Go through the entries below and copy each line containing the word "iter".
######
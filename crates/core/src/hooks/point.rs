//! Hook points
//!
//! A [`HookPoint`] is one logical interception location shared by any number
//! of listeners. It owns at most one primitive over its whole lifetime,
//! created lazily from its [`InterceptionStrategy`], and runs the dispatch
//! algorithm every time the real call site is reached:
//!
//! 1. Open a decision frame (decision starts as `CallOriginal`)
//! 2. Run every listener in registration order with the mutable argument
//!    tuple, keeping the last returned value as the candidate
//! 3. On `Supercede` return the candidate, otherwise call the original with
//!    the possibly mutated arguments and return its value
//!
//! # Installation
//!
//! The primitive moves `Uninitialized -> Initializing -> Installed` under a
//! re-entrant lock. Other threads block on the lock until installation is
//! done; a nested call on the installing thread sees `Initializing` and
//! bypasses installation instead of installing twice.
//!
//! # Listeners
//!
//! The listener list is copy-on-write behind its own lock. A dispatch works
//! on the snapshot taken when it started, so listeners added meanwhile join
//! the next dispatch, and removed listeners are flagged dead so an
//! in-progress dispatch skips them.

use std::sync::atomic::{AtomicBool, AtomicPtr, AtomicU64, AtomicU8, Ordering};
use std::sync::{Arc, OnceLock};

use grouphook_engine::InstanceAccessor;
use grouphook_sdk::{Function, Method};
use parking_lot::{ReentrantMutex, RwLock};

use super::decision::{self, Decision, DecisionFrame};
use super::error::HookError;
use super::primitive::{InterceptionPrimitive, PrimitiveKind};
use super::strategy::InterceptionStrategy;

/// Listener callback for signature `F`
///
/// Receives the call's arguments by mutable reference and returns a value of
/// the target's return type, used only when the call is superceded.
pub type ListenerFn<F> = Arc<
    dyn Fn(&mut <F as Function>::Args) -> <F as Function>::Output + Send + Sync,
>;

/// Handle for a registered listener
///
/// Ids increase monotonically and are never reused by the issuing point or
/// registry.
#[derive(Debug, Clone, Copy, PartialEq, Eq, Hash, PartialOrd, Ord)]
pub struct ListenerId(u64);

impl ListenerId {
    pub(crate) fn new(raw: u64) -> Self {
        Self(raw)
    }

    pub fn raw(self) -> u64 {
        self.0
    }
}

impl std::fmt::Display for ListenerId {
    fn fmt(&self, f: &mut std::fmt::Formatter<'_>) -> std::fmt::Result {
        write!(f, "#{}", self.0)
    }
}

/// Installation state of a hook point
#[derive(Debug, Clone, Copy, PartialEq, Eq)]
pub enum InstallState {
    Uninitialized,
    Initializing,
    Installed,
}

const UNINITIALIZED: u8 = 0;
const INITIALIZING: u8 = 1;
const INSTALLED: u8 = 2;

/// Keys tie decision frames to one hook point
static NEXT_POINT_KEY: AtomicU64 = AtomicU64::new(1);

struct Listener<F: Function> {
    id: ListenerId,
    callback: ListenerFn<F>,
    alive: AtomicBool,
}

/// One interception target multiplexed over many listeners
pub struct HookPoint<F: Function> {
    name: String,
    key: u64,
    strategy: InterceptionStrategy,
    dispatcher: F,

    state: AtomicU8,
    install_lock: ReentrantMutex<()>,
    primitive: OnceLock<Box<dyn InterceptionPrimitive>>,
    /// Original of the primitive being installed or installed; null otherwise
    original: AtomicPtr<()>,

    listeners: RwLock<Arc<Vec<Arc<Listener<F>>>>>,
    next_listener: AtomicU64,
}

impl<F: Function> std::fmt::Debug for HookPoint<F> {
    fn fmt(&self, f: &mut std::fmt::Formatter<'_>) -> std::fmt::Result {
        f.debug_struct("HookPoint")
            .field("name", &self.name)
            .field("strategy", &self.strategy)
            .field("state", &self.state())
            .field("listeners", &self.listener_count())
            .finish()
    }
}

impl<F: Function> HookPoint<F> {
    /// Create an uninstalled hook point
    ///
    /// `dispatcher` is the entry point the real call site gets redirected
    /// to; it must route back into [`HookPoint::dispatch`] for this point.
    pub fn new(name: impl Into<String>, dispatcher: F, strategy: InterceptionStrategy) -> Self {
        Self {
            name: name.into(),
            key: NEXT_POINT_KEY.fetch_add(1, Ordering::Relaxed),
            strategy,
            dispatcher,
            state: AtomicU8::new(UNINITIALIZED),
            install_lock: ReentrantMutex::new(()),
            primitive: OnceLock::new(),
            original: AtomicPtr::new(std::ptr::null_mut()),
            listeners: RwLock::new(Arc::new(Vec::new())),
            next_listener: AtomicU64::new(1),
        }
    }

    pub fn name(&self) -> &str {
        &self.name
    }

    pub fn kind(&self) -> PrimitiveKind {
        self.strategy.kind()
    }

    pub fn state(&self) -> InstallState {
        match self.state.load(Ordering::Acquire) {
            INSTALLED => InstallState::Installed,
            INITIALIZING => InstallState::Initializing,
            _ => InstallState::Uninitialized,
        }
    }

    /// Whether the primitive exists and currently redirects the call site
    pub fn is_installed(&self) -> bool {
        self.primitive
            .get()
            .map(|primitive| primitive.is_installed())
            .unwrap_or(false)
    }

    /// Materialize and install the primitive if that has not happened yet
    ///
    /// Safe to call from any thread and from within a dispatch. A call nested
    /// inside the installation itself returns `InstallInProgress`.
    pub fn install(&self) -> Result<(), HookError> {
        if self.state.load(Ordering::Acquire) == INSTALLED {
            return Ok(());
        }

        let _guard = self.install_lock.lock();

        match self.state.load(Ordering::Acquire) {
            INSTALLED => Ok(()),
            INITIALIZING => Err(HookError::InstallInProgress(self.name.clone())),
            _ => {
                self.state.store(INITIALIZING, Ordering::Release);
                let result = self.create_primitive();
                let next = if result.is_ok() { INSTALLED } else { UNINITIALIZED };
                self.state.store(next, Ordering::Release);
                result
            }
        }
    }

    /// Build, record and install the primitive. Install lock must be held.
    fn create_primitive(&self) -> Result<(), HookError> {
        if self.primitive.get().is_some() {
            debug_assert!(false, "hook '{}' installed twice", self.name);
            tracing::error!("{}", HookError::DoubleInstall(self.name.clone()));
            return Ok(());
        }

        let primitive = self
            .strategy
            .build(&self.name, self.dispatcher.to_ptr())
            .inspect_err(|e| tracing::warn!("Failed to build hook '{}': {}", self.name, e))?;

        // Recorded before installing so a call landing mid-install has an
        // original to run. A failed install drops the primitive, and with it
        // whatever its original points into.
        self.original
            .store(primitive.original() as *mut (), Ordering::Release);

        if let Err(e) = primitive.install() {
            self.original.store(std::ptr::null_mut(), Ordering::Release);
            tracing::warn!("Failed to install hook '{}': {}", self.name, e);
            return Err(e);
        }

        if self.primitive.set(primitive).is_err() {
            debug_assert!(false, "hook '{}' installed twice", self.name);
            tracing::error!("{}", HookError::DoubleInstall(self.name.clone()));
            return Ok(());
        }

        tracing::info!("Installed hook '{}' ({})", self.name, self.kind());
        Ok(())
    }

    /// Toggle the installed primitive without touching listeners
    pub fn set_enabled(&self, enabled: bool) -> Result<(), HookError> {
        if enabled {
            self.install()?;
        }

        let _guard = self.install_lock.lock();
        let Some(primitive) = self.primitive.get() else {
            return if enabled {
                Err(HookError::NotAttached(self.name.clone()))
            } else {
                Ok(())
            };
        };

        match (enabled, primitive.is_installed()) {
            (true, false) => primitive.install(),
            (false, true) => primitive.uninstall(),
            _ => Ok(()),
        }
    }

    /// Restore the real call site; the primitive stays available for
    /// [`HookPoint::set_enabled`]
    pub fn uninstall(&self) -> Result<(), HookError> {
        self.set_enabled(false)
    }

    /// The original entry point, installing the primitive first if needed
    ///
    /// During installation (nested on the installing thread) the original is
    /// already known and returned.
    pub fn original(&self) -> Result<F, HookError> {
        let installed = self.install();
        match (installed, self.recorded_original()) {
            (Ok(()), Some(original)) => Ok(original),
            (Err(HookError::InstallInProgress(_)), Some(original)) => Ok(original),
            (Err(e), _) => Err(e),
            (Ok(()), None) => Err(HookError::NotAttached(self.name.clone())),
        }
    }

    fn recorded_original(&self) -> Option<F> {
        let ptr = self.original.load(Ordering::Acquire);
        if ptr.is_null() {
            None
        } else {
            Some(unsafe { F::from_ptr(ptr as *const ()) })
        }
    }

    /// Accessor supplying the current receiver of a shared method hook
    pub fn accessor(&self) -> Option<&InstanceAccessor> {
        self.strategy.accessor()
    }

    pub fn strategy(&self) -> &InterceptionStrategy {
        &self.strategy
    }

    /// Register a listener; it participates from the next dispatch on
    pub fn add_listener<C>(&self, callback: C) -> ListenerId
    where
        C: Fn(&mut F::Args) -> F::Output + Send + Sync + 'static,
    {
        self.add_shared_listener(Arc::new(callback))
    }

    /// Register an already shared listener callback
    pub fn add_shared_listener(&self, callback: ListenerFn<F>) -> ListenerId {
        let id = ListenerId::new(self.next_listener.fetch_add(1, Ordering::Relaxed));
        let listener = Arc::new(Listener {
            id,
            callback,
            alive: AtomicBool::new(true),
        });

        let mut listeners = self.listeners.write();
        let mut next = Vec::with_capacity(listeners.len() + 1);
        next.extend(listeners.iter().cloned());
        next.push(listener);
        *listeners = Arc::new(next);

        tracing::debug!("Added listener {} to '{}'", id, self.name);
        id
    }

    /// Remove a listener
    ///
    /// # Returns
    /// `false` if the id is unknown or was already removed
    pub fn remove_listener(&self, id: ListenerId) -> bool {
        let mut listeners = self.listeners.write();
        let Some(position) = listeners.iter().position(|listener| listener.id == id) else {
            return false;
        };

        listeners[position].alive.store(false, Ordering::Release);

        let mut next = Vec::with_capacity(listeners.len() - 1);
        next.extend(
            listeners
                .iter()
                .filter(|listener| listener.id != id)
                .cloned(),
        );
        *listeners = Arc::new(next);

        tracing::debug!("Removed listener {} from '{}'", id, self.name);
        true
    }

    pub fn listener_count(&self) -> usize {
        self.listeners.read().len()
    }

    /// Set the decision of the dispatch currently running on this thread
    ///
    /// Only valid from inside a listener of this point.
    pub fn set_decision(&self, decision: Decision) -> Result<(), HookError> {
        if decision::set(self.key, decision) {
            Ok(())
        } else {
            Err(HookError::DecisionOutsideDispatch(self.name.clone()))
        }
    }

    /// Whether this thread is currently dispatching through this point
    pub fn in_dispatch(&self) -> bool {
        decision::in_dispatch(self.key)
    }

    /// Resolve the original and run the dispatch algorithm
    pub fn dispatch(&self, args: F::Args) -> Result<F::Output, HookError> {
        let original = self.original()?;
        Ok(self.run(original, args))
    }

    /// Run the dispatch algorithm against a known original
    pub fn run(&self, original: F, mut args: F::Args) -> F::Output {
        let snapshot = self.listeners.read().clone();

        let frame = DecisionFrame::enter(self.key);
        let mut candidate = None;

        for listener in snapshot.iter() {
            if !listener.alive.load(Ordering::Acquire) {
                continue;
            }
            candidate = Some((listener.callback)(&mut args));
        }

        let decision = frame.decision();
        drop(frame);

        match (decision, candidate) {
            (Decision::Supercede, Some(value)) => value,
            _ => unsafe { original.invoke(args) },
        }
    }
}

impl<F: Method> HookPoint<F> {
    /// Original bound to whichever instance the accessor reports at call time
    pub fn bound_original(&self) -> Result<BoundOriginal<F>, HookError> {
        let accessor = self
            .accessor()
            .cloned()
            .ok_or_else(|| HookError::InstanceUnavailable(self.name.clone()))?;

        Ok(BoundOriginal {
            name: self.name.clone(),
            original: self.original()?,
            accessor,
        })
    }
}

/// Original of a shared method hook, re-targeted on every call
#[derive(Clone)]
pub struct BoundOriginal<F: Method> {
    name: String,
    original: F,
    accessor: InstanceAccessor,
}

impl<F: Method> BoundOriginal<F> {
    /// Call the original on the current instance
    pub fn call(&self, rest: F::Rest) -> Result<F::Output, HookError> {
        let instance =
            (self.accessor)().ok_or_else(|| HookError::InstanceUnavailable(self.name.clone()))?;
        Ok(unsafe { self.original.invoke_method(instance.as_ptr().cast(), rest) })
    }

    /// The unbound original
    pub fn unbound(&self) -> F {
        self.original
    }
}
######
• _SOLUTION FOR THIS PROBLEM_
        next.extend(listeners.iter().cloned());
        let Some(position) = listeners.iter().position(|listener| listener.id == id) else {
                .iter()
        for listener in snapshot.iter() {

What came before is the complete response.